=== DATA EXTRACT ===
• • • •

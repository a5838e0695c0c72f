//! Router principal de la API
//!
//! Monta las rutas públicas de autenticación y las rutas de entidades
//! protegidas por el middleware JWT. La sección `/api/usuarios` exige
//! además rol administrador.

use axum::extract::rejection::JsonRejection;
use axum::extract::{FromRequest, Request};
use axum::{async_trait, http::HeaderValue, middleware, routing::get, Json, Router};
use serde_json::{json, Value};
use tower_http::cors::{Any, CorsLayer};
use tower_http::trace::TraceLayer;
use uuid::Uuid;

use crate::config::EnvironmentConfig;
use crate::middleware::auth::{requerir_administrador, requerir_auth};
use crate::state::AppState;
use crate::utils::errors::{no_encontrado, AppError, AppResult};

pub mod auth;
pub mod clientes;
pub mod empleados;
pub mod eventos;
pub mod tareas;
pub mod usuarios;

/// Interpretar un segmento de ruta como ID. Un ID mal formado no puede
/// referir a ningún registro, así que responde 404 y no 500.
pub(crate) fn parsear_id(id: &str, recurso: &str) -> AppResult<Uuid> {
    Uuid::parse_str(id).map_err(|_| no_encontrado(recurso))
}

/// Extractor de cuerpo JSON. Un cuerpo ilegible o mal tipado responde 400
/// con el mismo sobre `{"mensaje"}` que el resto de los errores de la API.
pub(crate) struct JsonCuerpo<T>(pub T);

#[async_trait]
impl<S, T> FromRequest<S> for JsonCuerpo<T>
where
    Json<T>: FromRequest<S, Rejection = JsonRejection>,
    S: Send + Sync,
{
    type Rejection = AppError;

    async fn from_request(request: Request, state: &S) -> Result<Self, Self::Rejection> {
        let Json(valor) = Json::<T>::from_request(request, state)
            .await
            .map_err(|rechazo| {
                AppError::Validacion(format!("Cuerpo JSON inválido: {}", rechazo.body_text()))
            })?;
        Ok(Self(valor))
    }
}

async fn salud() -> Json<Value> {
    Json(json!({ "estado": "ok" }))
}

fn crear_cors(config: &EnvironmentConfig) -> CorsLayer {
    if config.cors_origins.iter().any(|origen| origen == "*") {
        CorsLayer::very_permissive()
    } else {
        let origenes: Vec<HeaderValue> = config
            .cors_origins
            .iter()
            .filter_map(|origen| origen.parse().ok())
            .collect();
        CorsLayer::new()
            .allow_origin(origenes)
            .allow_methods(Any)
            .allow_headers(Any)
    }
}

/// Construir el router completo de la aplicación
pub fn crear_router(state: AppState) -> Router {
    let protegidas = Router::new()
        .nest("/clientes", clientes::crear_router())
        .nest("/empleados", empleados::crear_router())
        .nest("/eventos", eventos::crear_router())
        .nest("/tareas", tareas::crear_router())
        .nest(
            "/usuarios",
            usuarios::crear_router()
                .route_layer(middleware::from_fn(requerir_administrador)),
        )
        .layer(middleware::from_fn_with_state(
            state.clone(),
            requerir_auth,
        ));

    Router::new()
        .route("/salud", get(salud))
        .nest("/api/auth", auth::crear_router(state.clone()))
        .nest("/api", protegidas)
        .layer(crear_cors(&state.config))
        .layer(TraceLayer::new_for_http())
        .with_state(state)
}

• • • •

=== WHAT IS NEEDED ===
Output the records once more, exactly as they stand.

=== SOLUTION FOR THIS TASK ===
repository a5838e0695c0c72f
//! Router principal de la API
//!
//! Monta las rutas públicas de autenticación y las rutas de entidades
//! protegidas por el middleware JWT. La sección `/api/usuarios` exige
//! además rol administrador.

use axum::extract::rejection::JsonRejection;
use axum::extract::{FromRequest, Request};
use axum::{async_trait, http::HeaderValue, middleware, routing::get, Json, Router};
use serde_json::{json, Value};
use tower_http::cors::{Any, CorsLayer};
use tower_http::trace::TraceLayer;
use uuid::Uuid;

use crate::config::EnvironmentConfig;
use crate::middleware::auth::{requerir_administrador, requerir_auth};
use crate::state::AppState;
use crate::utils::errors::{no_encontrado, AppError, AppResult};

pub mod auth;
pub mod clientes;
pub mod empleados;
pub mod eventos;
pub mod tareas;
pub mod usuarios;

/// Interpretar un segmento de ruta como ID. Un ID mal formado no puede
/// referir a ningún registro, así que responde 404 y no 500.
pub(crate) fn parsear_id(id: &str, recurso: &str) -> AppResult<Uuid> {
    Uuid::parse_str(id).map_err(|_| no_encontrado(recurso))
}

/// Extractor de cuerpo JSON. Un cuerpo ilegible o mal tipado responde 400
/// con el mismo sobre `{"mensaje"}` que el resto de los errores de la API.
pub(crate) struct JsonCuerpo<T>(pub T);

#[async_trait]
impl<S, T> FromRequest<S> for JsonCuerpo<T>
where
    Json<T>: FromRequest<S, Rejection = JsonRejection>,
    S: Send + Sync,
{
    type Rejection = AppError;

    async fn from_request(request: Request, state: &S) -> Result<Self, Self::Rejection> {
        let Json(valor) = Json::<T>::from_request(request, state)
            .await
            .map_err(|rechazo| {
                AppError::Validacion(format!("Cuerpo JSON inválido: {}", rechazo.body_text()))
            })?;
        Ok(Self(valor))
    }
}

async fn salud() -> Json<Value> {
    Json(json!({ "estado": "ok" }))
}

fn crear_cors(config: &EnvironmentConfig) -> CorsLayer {
    if config.cors_origins.iter().any(|origen| origen == "*") {
        CorsLayer::very_permissive()
    } else {
        let origenes: Vec<HeaderValue> = config
            .cors_origins
            .iter()
            .filter_map(|origen| origen.parse().ok())
            .collect();
        CorsLayer::new()
            .allow_origin(origenes)
            .allow_methods(Any)
            .allow_headers(Any)
    }
}

/// Construir el router completo de la aplicación
pub fn crear_router(state: AppState) -> Router {
    let protegidas = Router::new()
        .nest("/clientes", clientes::crear_router())
        .nest("/empleados", empleados::crear_router())
        .nest("/eventos", eventos::crear_router())
        .nest("/tareas", tareas::crear_router())
        .nest(
            "/usuarios",
            usuarios::crear_router()
                .route_layer(middleware::from_fn(requerir_administrador)),
        )
        .layer(middleware::from_fn_with_state(
            state.clone(),
            requerir_auth,
        ));

    Router::new()
        .route("/salud", get(salud))
        .nest("/api/auth", auth::crear_router(state.clone()))
        .nest("/api", protegidas)
        .layer(crear_cors(&state.config))
        .layer(TraceLayer::new_for_http())
        .with_state(state)
}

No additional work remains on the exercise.